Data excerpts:

Segment Open

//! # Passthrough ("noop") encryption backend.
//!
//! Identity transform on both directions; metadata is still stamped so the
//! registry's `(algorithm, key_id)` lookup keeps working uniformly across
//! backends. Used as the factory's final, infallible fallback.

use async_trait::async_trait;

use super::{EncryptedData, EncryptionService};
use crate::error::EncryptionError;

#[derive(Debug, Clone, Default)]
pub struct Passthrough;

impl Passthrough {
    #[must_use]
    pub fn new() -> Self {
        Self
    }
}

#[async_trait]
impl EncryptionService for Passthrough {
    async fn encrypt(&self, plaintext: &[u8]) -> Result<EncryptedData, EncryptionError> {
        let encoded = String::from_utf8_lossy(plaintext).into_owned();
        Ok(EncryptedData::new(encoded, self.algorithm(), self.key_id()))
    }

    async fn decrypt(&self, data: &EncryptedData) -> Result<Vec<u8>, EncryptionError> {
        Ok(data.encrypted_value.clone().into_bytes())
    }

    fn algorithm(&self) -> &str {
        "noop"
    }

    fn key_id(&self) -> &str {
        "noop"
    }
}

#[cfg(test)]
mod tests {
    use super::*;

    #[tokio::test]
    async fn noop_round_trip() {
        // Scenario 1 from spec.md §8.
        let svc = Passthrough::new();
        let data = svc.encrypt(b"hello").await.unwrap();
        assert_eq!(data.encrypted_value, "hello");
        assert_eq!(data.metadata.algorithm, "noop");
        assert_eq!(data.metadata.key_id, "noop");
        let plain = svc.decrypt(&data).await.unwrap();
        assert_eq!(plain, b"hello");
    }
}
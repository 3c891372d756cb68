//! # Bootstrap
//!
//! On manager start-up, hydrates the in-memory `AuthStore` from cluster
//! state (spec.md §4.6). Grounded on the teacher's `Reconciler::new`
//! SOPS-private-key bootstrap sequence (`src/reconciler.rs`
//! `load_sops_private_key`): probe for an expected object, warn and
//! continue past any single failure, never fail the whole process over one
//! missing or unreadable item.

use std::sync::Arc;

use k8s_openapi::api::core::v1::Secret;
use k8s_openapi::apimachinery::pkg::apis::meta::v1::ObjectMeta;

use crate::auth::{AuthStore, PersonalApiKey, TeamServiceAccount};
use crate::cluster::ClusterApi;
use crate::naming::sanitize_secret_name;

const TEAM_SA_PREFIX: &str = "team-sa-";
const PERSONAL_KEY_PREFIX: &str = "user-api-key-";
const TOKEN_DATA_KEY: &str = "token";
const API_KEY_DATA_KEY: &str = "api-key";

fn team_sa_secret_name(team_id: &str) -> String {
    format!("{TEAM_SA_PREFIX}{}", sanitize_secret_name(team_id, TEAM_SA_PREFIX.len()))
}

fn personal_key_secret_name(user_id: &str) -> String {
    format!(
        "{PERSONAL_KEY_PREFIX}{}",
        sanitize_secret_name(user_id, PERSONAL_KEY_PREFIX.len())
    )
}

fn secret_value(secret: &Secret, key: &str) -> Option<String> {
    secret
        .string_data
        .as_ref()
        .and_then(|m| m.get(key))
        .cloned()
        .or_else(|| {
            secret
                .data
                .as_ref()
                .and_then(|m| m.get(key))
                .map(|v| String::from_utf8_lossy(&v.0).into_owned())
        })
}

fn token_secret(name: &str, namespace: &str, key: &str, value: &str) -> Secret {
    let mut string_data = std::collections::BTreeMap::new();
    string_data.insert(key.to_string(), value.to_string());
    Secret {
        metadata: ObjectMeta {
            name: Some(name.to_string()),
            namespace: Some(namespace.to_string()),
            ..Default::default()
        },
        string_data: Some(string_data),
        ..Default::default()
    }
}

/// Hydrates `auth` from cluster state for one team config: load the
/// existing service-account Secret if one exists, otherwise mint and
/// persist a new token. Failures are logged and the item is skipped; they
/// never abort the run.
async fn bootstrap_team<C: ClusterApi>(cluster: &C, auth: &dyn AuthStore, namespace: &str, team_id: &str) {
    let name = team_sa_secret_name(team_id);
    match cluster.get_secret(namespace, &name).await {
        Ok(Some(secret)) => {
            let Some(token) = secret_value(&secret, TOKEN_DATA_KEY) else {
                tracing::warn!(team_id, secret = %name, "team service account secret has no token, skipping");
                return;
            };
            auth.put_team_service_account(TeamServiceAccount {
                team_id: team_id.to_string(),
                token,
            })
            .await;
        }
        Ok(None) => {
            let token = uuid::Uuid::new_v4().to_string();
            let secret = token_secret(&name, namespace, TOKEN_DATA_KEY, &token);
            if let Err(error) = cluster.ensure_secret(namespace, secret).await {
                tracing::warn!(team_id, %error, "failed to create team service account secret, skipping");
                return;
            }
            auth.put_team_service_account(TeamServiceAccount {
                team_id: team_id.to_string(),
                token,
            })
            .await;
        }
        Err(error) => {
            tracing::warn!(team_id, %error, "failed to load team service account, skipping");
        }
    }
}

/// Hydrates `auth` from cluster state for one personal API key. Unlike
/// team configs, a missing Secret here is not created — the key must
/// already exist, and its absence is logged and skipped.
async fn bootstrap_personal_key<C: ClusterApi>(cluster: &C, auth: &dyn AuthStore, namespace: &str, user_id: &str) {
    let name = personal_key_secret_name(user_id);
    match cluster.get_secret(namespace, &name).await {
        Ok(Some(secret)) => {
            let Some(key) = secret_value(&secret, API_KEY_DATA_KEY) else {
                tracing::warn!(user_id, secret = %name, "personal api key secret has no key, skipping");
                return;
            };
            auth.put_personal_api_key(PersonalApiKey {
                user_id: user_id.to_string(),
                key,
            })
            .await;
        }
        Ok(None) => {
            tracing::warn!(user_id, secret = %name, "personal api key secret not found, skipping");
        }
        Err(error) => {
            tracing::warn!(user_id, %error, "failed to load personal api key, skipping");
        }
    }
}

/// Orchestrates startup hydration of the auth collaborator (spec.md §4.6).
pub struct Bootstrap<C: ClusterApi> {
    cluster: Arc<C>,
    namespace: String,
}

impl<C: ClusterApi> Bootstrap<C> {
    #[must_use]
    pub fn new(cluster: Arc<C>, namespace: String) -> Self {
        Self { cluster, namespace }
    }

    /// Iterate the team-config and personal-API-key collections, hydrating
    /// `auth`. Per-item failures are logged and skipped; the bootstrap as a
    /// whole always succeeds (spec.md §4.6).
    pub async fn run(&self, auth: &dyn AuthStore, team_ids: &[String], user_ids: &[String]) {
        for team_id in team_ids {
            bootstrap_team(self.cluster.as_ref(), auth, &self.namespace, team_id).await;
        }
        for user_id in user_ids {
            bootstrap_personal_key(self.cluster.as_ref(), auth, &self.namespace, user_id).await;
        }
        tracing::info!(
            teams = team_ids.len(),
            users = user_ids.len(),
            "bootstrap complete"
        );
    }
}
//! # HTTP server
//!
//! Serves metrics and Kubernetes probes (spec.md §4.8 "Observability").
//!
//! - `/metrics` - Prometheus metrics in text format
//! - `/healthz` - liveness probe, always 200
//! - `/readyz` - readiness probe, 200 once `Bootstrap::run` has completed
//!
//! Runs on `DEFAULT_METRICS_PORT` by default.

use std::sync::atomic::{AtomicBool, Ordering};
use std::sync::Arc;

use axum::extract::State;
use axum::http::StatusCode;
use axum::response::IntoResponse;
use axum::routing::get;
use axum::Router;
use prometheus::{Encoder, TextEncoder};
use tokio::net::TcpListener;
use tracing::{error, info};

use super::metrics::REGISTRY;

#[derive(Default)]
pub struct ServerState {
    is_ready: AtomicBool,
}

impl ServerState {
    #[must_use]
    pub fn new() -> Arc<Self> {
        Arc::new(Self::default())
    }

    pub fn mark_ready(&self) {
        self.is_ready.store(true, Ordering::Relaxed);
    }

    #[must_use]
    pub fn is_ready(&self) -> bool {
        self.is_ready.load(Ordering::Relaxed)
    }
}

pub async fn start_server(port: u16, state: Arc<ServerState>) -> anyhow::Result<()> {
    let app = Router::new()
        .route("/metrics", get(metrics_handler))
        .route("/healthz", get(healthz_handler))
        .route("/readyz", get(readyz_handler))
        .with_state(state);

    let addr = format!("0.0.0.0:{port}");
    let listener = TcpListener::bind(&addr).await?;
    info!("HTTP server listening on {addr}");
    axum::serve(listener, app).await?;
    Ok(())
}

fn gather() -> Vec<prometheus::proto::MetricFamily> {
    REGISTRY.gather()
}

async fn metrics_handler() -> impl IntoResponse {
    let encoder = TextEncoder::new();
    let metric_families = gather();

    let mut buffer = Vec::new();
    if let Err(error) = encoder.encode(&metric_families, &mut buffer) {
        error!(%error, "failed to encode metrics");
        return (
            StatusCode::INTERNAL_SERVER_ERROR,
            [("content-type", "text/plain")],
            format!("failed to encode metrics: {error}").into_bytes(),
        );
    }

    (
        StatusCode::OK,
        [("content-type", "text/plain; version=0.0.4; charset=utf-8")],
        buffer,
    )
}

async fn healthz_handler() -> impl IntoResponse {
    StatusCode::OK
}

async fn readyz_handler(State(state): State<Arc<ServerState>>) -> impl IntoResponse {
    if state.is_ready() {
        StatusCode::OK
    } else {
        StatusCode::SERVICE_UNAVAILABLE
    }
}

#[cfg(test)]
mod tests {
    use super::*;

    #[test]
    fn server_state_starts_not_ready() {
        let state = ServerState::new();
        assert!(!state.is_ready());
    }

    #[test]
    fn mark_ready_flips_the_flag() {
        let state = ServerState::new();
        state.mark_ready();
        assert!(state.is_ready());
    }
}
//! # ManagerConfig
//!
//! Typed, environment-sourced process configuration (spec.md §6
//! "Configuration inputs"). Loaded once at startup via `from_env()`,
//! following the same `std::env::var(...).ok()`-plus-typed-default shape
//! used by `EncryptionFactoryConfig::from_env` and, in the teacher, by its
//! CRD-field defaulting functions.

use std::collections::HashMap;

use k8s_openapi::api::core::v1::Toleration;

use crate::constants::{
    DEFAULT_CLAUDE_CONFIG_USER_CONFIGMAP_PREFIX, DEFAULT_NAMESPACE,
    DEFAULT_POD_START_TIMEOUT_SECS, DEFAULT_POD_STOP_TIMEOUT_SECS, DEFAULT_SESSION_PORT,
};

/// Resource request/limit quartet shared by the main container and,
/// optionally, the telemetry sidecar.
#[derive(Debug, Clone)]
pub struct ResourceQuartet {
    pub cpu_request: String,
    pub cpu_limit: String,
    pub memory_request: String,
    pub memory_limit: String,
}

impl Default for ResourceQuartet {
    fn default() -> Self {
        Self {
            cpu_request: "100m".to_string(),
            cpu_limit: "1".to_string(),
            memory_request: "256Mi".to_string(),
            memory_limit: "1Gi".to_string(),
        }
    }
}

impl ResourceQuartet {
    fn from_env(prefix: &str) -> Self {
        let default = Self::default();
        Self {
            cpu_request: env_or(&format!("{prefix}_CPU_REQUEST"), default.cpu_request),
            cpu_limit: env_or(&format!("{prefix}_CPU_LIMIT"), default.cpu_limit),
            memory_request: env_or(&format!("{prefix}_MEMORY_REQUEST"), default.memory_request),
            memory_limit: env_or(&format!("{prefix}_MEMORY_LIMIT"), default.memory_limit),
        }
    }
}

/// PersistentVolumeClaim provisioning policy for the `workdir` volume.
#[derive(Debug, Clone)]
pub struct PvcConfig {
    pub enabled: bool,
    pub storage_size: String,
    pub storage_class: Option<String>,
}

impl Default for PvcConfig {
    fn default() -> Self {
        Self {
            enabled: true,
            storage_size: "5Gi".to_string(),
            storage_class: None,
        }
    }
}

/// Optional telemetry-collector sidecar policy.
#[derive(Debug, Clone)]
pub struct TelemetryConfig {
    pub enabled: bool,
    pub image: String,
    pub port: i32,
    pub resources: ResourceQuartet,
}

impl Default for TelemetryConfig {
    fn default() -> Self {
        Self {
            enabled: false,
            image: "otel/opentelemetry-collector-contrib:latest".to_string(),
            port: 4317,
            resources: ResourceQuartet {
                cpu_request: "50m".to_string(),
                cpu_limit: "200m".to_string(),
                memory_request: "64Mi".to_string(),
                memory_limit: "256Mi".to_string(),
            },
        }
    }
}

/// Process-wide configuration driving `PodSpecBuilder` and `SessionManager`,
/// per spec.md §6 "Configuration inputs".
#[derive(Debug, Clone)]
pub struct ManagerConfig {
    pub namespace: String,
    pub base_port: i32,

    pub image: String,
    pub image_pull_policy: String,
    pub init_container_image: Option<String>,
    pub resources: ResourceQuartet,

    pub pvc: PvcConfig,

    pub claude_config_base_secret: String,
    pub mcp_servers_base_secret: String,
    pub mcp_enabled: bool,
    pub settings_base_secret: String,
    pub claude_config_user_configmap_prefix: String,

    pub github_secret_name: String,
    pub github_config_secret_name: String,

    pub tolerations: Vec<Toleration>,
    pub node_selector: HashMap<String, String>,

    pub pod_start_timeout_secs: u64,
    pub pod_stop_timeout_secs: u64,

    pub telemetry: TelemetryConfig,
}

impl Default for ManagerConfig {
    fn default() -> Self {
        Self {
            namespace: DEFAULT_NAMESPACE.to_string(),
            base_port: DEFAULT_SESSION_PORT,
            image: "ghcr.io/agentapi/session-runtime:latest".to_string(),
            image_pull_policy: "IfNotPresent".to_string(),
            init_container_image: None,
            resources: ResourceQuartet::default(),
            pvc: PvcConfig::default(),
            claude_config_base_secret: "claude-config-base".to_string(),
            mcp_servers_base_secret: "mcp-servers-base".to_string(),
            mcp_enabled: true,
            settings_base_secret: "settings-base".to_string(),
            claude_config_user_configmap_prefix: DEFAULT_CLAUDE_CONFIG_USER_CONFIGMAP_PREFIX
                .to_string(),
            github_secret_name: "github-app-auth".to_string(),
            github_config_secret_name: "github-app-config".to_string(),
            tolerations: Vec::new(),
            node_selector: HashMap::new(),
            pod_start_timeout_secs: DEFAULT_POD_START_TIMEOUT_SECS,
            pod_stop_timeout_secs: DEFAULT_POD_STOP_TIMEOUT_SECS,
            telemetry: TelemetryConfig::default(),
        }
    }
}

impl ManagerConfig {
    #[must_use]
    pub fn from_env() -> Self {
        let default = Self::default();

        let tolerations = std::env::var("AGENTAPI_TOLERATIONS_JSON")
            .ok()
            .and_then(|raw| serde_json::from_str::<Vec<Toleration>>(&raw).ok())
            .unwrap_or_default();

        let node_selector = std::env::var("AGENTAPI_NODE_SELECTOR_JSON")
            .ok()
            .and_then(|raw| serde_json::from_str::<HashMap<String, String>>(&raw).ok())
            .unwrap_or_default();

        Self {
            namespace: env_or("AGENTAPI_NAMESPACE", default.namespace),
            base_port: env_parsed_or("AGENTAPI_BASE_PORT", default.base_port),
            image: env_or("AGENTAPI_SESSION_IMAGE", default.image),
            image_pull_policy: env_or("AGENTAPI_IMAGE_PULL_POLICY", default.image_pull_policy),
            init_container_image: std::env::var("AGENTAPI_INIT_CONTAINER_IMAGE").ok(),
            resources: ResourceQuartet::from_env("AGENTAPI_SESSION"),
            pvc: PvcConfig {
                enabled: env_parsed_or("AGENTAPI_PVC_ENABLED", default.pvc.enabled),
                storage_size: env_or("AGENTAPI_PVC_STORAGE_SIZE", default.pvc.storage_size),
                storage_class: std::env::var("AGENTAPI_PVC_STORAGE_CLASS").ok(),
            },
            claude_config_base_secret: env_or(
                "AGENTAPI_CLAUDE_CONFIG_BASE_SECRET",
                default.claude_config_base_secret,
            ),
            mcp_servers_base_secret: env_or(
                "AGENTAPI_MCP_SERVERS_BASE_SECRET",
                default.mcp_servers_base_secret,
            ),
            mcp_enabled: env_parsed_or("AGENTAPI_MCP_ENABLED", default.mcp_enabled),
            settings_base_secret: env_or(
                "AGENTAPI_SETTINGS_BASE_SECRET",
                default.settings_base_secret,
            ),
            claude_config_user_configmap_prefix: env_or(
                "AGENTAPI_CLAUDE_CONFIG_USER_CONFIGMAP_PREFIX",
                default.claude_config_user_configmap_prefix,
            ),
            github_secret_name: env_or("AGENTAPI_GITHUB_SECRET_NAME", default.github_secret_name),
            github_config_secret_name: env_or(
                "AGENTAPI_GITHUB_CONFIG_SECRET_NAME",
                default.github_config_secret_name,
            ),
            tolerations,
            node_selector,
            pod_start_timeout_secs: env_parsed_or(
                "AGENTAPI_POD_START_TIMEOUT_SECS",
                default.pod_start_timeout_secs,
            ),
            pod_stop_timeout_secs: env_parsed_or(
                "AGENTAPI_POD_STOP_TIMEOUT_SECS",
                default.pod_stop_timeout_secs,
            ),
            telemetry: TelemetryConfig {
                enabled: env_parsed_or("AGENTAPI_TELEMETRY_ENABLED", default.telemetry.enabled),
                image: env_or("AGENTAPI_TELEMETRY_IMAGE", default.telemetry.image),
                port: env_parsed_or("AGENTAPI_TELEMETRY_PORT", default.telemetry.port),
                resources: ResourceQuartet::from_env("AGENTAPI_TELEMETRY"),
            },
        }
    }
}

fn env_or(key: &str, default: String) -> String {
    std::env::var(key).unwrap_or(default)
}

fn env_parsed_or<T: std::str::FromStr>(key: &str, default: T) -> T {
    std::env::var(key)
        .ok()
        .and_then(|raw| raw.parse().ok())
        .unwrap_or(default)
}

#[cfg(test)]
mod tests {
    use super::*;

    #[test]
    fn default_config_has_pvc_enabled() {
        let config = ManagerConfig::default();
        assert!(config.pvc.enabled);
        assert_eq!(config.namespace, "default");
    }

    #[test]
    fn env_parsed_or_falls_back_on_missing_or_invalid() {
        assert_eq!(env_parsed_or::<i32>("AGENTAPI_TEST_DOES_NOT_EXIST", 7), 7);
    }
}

Segment Closed

Going through the data above, return each line with the word "Relaxed".

        self.is_ready.store(true, Ordering::Relaxed);
        self.is_ready.load(Ordering::Relaxed)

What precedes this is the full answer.